A sottolineare quanto sia importante riappropriarci della cultura scientifica, spesso relegata a margine della vita culturale del nostro paese, è Marcellina Profumo di Palermoscienza, una delle ideatrici del progetto: “Da anni la nostra associazione lavora per combattere l’immagine stereotipata della scienza e degli scienziati: figure distanti, eccelse ma da guardare con sospetto. Questa visione non facilita l’avvicinamento dei giovani, che spesso ritengono l’attività scientifica estranea da ciò che riguarda il futuro e adatta a persone speciali e lontane dall’uomo comune”. “D’altra parte non possiamo biasimarli – continua – perché se guardiamo la percentuale del PIL investita in ricerca negli ultimi anni, notiamo subito che l’Italia raggiunge circa l’1%, mentre il resto d’Europa si attesta intorno al 2%”.

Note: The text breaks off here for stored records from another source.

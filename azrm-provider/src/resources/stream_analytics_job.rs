//! `azurerm_stream_analytics_job`: a Stream Analytics streaming job and its
//! single transformation.
//!
//! The transformation is sent inline on create but has its own endpoint for
//! updates, so an update patches the job first and then the transformation
//! the service reports for it.

use async_trait::async_trait;
use serde_json::Value;
use tracing::{debug, info};

use azrm_arm::ArmClient;
use azrm_arm::StreamingJobId;
use azrm_arm::streamanalytics::{
    ClusterInfo, EXPAND_TRANSFORMATION, Identity, SKU_STANDARD, StreamingJob,
    StreamingJobProperties, StreamingJobSku, StreamingJobsClient, Transformation,
    TransformationProperties, TransformationsClient,
};

use super::{expand_tags, location, normalize_location, optional_i32, required_i32, required_str};
use crate::error::{ProviderError, Result};
use crate::resource::{Resource, Timeouts};
use crate::schema::{Attribute, Schema, Validation};
use crate::state::ResourceData;

pub const TYPE_NAME: &str = "azurerm_stream_analytics_job";

/// Name of the transformation created together with the job.
const TRANSFORMATION_NAME: &str = "main";

fn validate_streaming_units(value: &Value) -> std::result::Result<(), String> {
    match value.as_i64() {
        Some(1 | 3) => Ok(()),
        Some(n) if n > 0 && n <= 120 && n % 6 == 0 => Ok(()),
        _ => Err("must be 1, 3 or a multiple of 6 up to 120".to_string()),
    }
}

fn validate_job_name(value: &Value) -> std::result::Result<(), String> {
    super::check_segment_name(value, 3, 63)
}

pub fn schema() -> Schema {
    let identity = Schema::new()
        .with(
            "type",
            Attribute::string()
                .required()
                .validate(Validation::OneOf(&["SystemAssigned"])),
        )
        .with("principal_id", Attribute::string().computed())
        .with("tenant_id", Attribute::string().computed());

    Schema::new()
        .with(
            "name",
            Attribute::string()
                .required()
                .force_new()
                .validate(Validation::Custom(validate_job_name)),
        )
        .with("resource_group_name", super::resource_group_name())
        .with("location", location())
        .with(
            "stream_analytics_cluster_id",
            Attribute::string().validate(Validation::NotEmpty),
        )
        .with(
            "compatibility_level",
            Attribute::string()
                .optional_computed()
                .validate(Validation::OneOf(&["1.0", "1.1"])),
        )
        .with(
            "data_locale",
            Attribute::string()
                .optional_computed()
                .validate(Validation::NotEmpty),
        )
        .with(
            "events_late_arrival_max_delay_in_seconds",
            Attribute::int()
                .default(5)
                .validate(Validation::IntBetween(-1, 1_814_399)),
        )
        .with(
            "events_out_of_order_max_delay_in_seconds",
            Attribute::int()
                .default(0)
                .validate(Validation::IntBetween(0, 599)),
        )
        .with(
            "events_out_of_order_policy",
            Attribute::string()
                .default("Adjust")
                .validate(Validation::OneOf(&["Adjust", "Drop"])),
        )
        .with(
            "output_error_policy",
            Attribute::string()
                .default("Drop")
                .validate(Validation::OneOf(&["Drop", "Stop"])),
        )
        .with(
            "streaming_units",
            Attribute::int()
                .required()
                .validate(Validation::Custom(validate_streaming_units)),
        )
        .with(
            "transformation_query",
            Attribute::string()
                .required()
                .validate(Validation::NotEmpty),
        )
        .with("identity", Attribute::block(identity).max_items(1))
        .with("job_id", Attribute::string().computed())
        .with("tags", super::tags())
}

/// Binding for Stream Analytics jobs in one subscription.
pub struct StreamAnalyticsJob {
    subscription_id: String,
    jobs: StreamingJobsClient,
    transformations: TransformationsClient,
}

impl StreamAnalyticsJob {
    pub fn new(subscription_id: impl Into<String>, arm: ArmClient) -> Self {
        Self {
            subscription_id: subscription_id.into(),
            jobs: StreamingJobsClient::new(arm.clone()),
            transformations: TransformationsClient::new(arm),
        }
    }
}

/// Job payload without the transformation.
fn expand(id: &StreamingJobId, desired: &ResourceData) -> Result<StreamingJob> {
    let cluster = match desired
        .get_str("stream_analytics_cluster_id")
        .filter(|c| !c.is_empty())
    {
        Some(cluster_id) => ClusterInfo {
            id: Some(cluster_id.to_string()),
        },
        None => ClusterInfo::default(),
    };

    let identity = desired.get_blocks("identity").first().map(|b| Identity {
        identity_type: b.get_str("type").map(str::to_string),
        ..Default::default()
    });

    Ok(StreamingJob {
        name: Some(id.name.clone()),
        location: Some(normalize_location(required_str(desired, "location")?)),
        tags: Some(expand_tags(desired)),
        identity,
        properties: Some(StreamingJobProperties {
            sku: Some(StreamingJobSku {
                name: Some(SKU_STANDARD.to_string()),
            }),
            compatibility_level: desired
                .get_str("compatibility_level")
                .filter(|l| !l.is_empty())
                .map(str::to_string),
            data_locale: desired.get_str("data_locale").map(str::to_string),
            events_late_arrival_max_delay_in_seconds: optional_i32(
                desired,
                "events_late_arrival_max_delay_in_seconds",
            ),
            events_out_of_order_max_delay_in_seconds: optional_i32(
                desired,
                "events_out_of_order_max_delay_in_seconds",
            ),
            events_out_of_order_policy: desired
                .get_str("events_out_of_order_policy")
                .map(str::to_string),
            output_error_policy: desired.get_str("output_error_policy").map(str::to_string),
            cluster: Some(cluster),
            ..Default::default()
        }),
        ..Default::default()
    })
}

fn expand_transformation(desired: &ResourceData) -> Result<Transformation> {
    Ok(Transformation {
        name: Some(TRANSFORMATION_NAME.to_string()),
        properties: Some(TransformationProperties {
            streaming_units: Some(required_i32(desired, "streaming_units")?),
            query: Some(required_str(desired, "transformation_query")?.to_string()),
            etag: None,
        }),
        ..Default::default()
    })
}

fn flatten(id: &StreamingJobId, job: StreamingJob) -> ResourceData {
    let mut state = ResourceData::new();
    state.set("name", id.name.as_str());
    state.set("resource_group_name", id.resource_group.as_str());
    state.set_opt("location", job.location.as_deref().map(normalize_location));

    let identity = job
        .identity
        .map(|identity| {
            let mut block = ResourceData::new();
            block.set("type", identity.identity_type.unwrap_or_default());
            block.set("principal_id", identity.principal_id.unwrap_or_default());
            block.set("tenant_id", identity.tenant_id.unwrap_or_default());
            block
        })
        .into_iter()
        .collect();
    state.set_blocks("identity", identity);

    if let Some(props) = job.properties {
        state.set_opt("compatibility_level", props.compatibility_level);
        state.set_opt("data_locale", props.data_locale);
        state.set_opt(
            "events_late_arrival_max_delay_in_seconds",
            props.events_late_arrival_max_delay_in_seconds,
        );
        state.set_opt(
            "events_out_of_order_max_delay_in_seconds",
            props.events_out_of_order_max_delay_in_seconds,
        );
        // Nullable: a detached job reports `cluster: {}`, which must clear
        // a previously known id.
        if let Some(cluster) = props.cluster {
            state.set("stream_analytics_cluster_id", cluster.id.unwrap_or_default());
        }
        state.set_opt("events_out_of_order_policy", props.events_out_of_order_policy);
        state.set_opt("output_error_policy", props.output_error_policy);
        state.set_opt("job_id", props.job_id);

        if let Some(transformation) = props.transformation.and_then(|t| t.properties) {
            state.set_opt("streaming_units", transformation.streaming_units);
            state.set_opt("transformation_query", transformation.query);
        }
    }

    state.set_string_map("tags", job.tags.unwrap_or_default());
    state
}

#[async_trait]
impl Resource for StreamAnalyticsJob {
    type Id = StreamingJobId;

    fn type_name(&self) -> &'static str {
        TYPE_NAME
    }

    fn schema(&self) -> Schema {
        schema()
    }

    fn timeouts(&self) -> Timeouts {
        Timeouts::minutes(30, 5, 30, 30)
    }

    fn candidate_id(&self, desired: &ResourceData) -> Result<StreamingJobId> {
        Ok(StreamingJobId::new(
            &self.subscription_id,
            required_str(desired, "resource_group_name")?,
            required_str(desired, "name")?,
        ))
    }

    async fn probe(&self, id: &StreamingJobId) -> Result<bool> {
        let existing = self
            .jobs
            .get(id, None)
            .await
            .map_err(|e| ProviderError::api("checking for presence of existing", id, e))?;
        Ok(existing.is_some())
    }

    async fn fetch(
        &self,
        id: &StreamingJobId,
        _prior: Option<&ResourceData>,
    ) -> Result<Option<ResourceData>> {
        let job = self
            .jobs
            .get(id, Some(EXPAND_TRANSFORMATION))
            .await
            .map_err(|e| ProviderError::api("retrieving", id, e))?;
        Ok(job.map(|job| flatten(id, job)))
    }

    async fn create(&self, id: &StreamingJobId, desired: &ResourceData) -> Result<()> {
        let mut job = expand(id, desired)?;
        if let Some(props) = job.properties.as_mut() {
            props.transformation = Some(expand_transformation(desired)?);
        }

        self.jobs
            .create_or_replace(id, &job)
            .await
            .map_err(|e| ProviderError::api("creating", id, e))?
            .wait()
            .await
            .map_err(|e| ProviderError::api("waiting for creation of", id, e))?;

        info!("Created streaming job {}", id);
        Ok(())
    }

    async fn update(
        &self,
        id: &StreamingJobId,
        desired: &ResourceData,
        _current: &ResourceData,
    ) -> Result<()> {
        let job = expand(id, desired)?;
        let transformation = expand_transformation(desired)?;

        self.jobs
            .update(id, &job)
            .await
            .map_err(|e| ProviderError::api("updating", id, e))?;

        let existing = self
            .jobs
            .get(id, Some(EXPAND_TRANSFORMATION))
            .await
            .map_err(|e| ProviderError::api("retrieving", id, e))?
            .ok_or_else(|| ProviderError::NotFound {
                operation: "updating".to_string(),
                id: id.to_string(),
            })?;

        match existing.properties.and_then(|p| p.transformation) {
            Some(current) => {
                let name = current
                    .name
                    .unwrap_or_else(|| TRANSFORMATION_NAME.to_string());
                self.transformations
                    .update(&id.transformation(name), &transformation)
                    .await
                    .map_err(|e| ProviderError::api("updating transformation for", id, e))?;
            }
            None => debug!("Streaming job {} has no transformation to update", id),
        }

        info!("Updated streaming job {}", id);
        Ok(())
    }

    async fn remove(&self, id: &StreamingJobId) -> Result<()> {
        self.jobs
            .delete(id)
            .await
            .map_err(|e| ProviderError::api("deleting", id, e))?
            .wait()
            .await
            .map_err(|e| ProviderError::api("waiting for deletion of", id, e))?;

        info!("Deleted streaming job {}", id);
        Ok(())
    }
}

“ScienzaeFuturo” vuole contribuire a rivitalizzare la cultura scientifica italiana che ha bisogno di stimoli e supporto anche al di fuori della scuola. “Abbiamo cercato di realizzare un percorso didattico mirato al fare e al fare insieme, in una sintesi armonica di conoscenza ed esperienza – conclude Anna Buttafuoco, dirigente del dipartimento Istruzione e Formazione professionale, sottolineando lo spirito che ha animato il progetto –. Agli studenti è stato proposto un apprendimento basato sulla curiosità e sul piacere di conoscere, che ha prodotto come risultato una diversa considerazione di ambiti del sapere a volte ritenuti difficili e al di fuori della propria esperienza di vita”. Una scommessa che ha premiato gli organizzatori: gli studenti hanno risposto con entusiasmo impegnandosi nella realizzazione degli exhibits, divertendosi a illustrarli al pubblico e partecipando con spirito critico ai laboratori, che hanno spaziato dalle biotecnologie allo studio dell’Universo, passando per le energie rinnovabili, i segreti della geometria o la matematica delle ricette. La forza del progetto è stata proprio nella sua capacità di stravolgere i diktat tradizionali della formazione scolastica. Nessun professore in cattedra ma una collaborazione paritaria che ha permesso di far emergere capacità e attitudini spesso sopite dietro i banchi di scuola.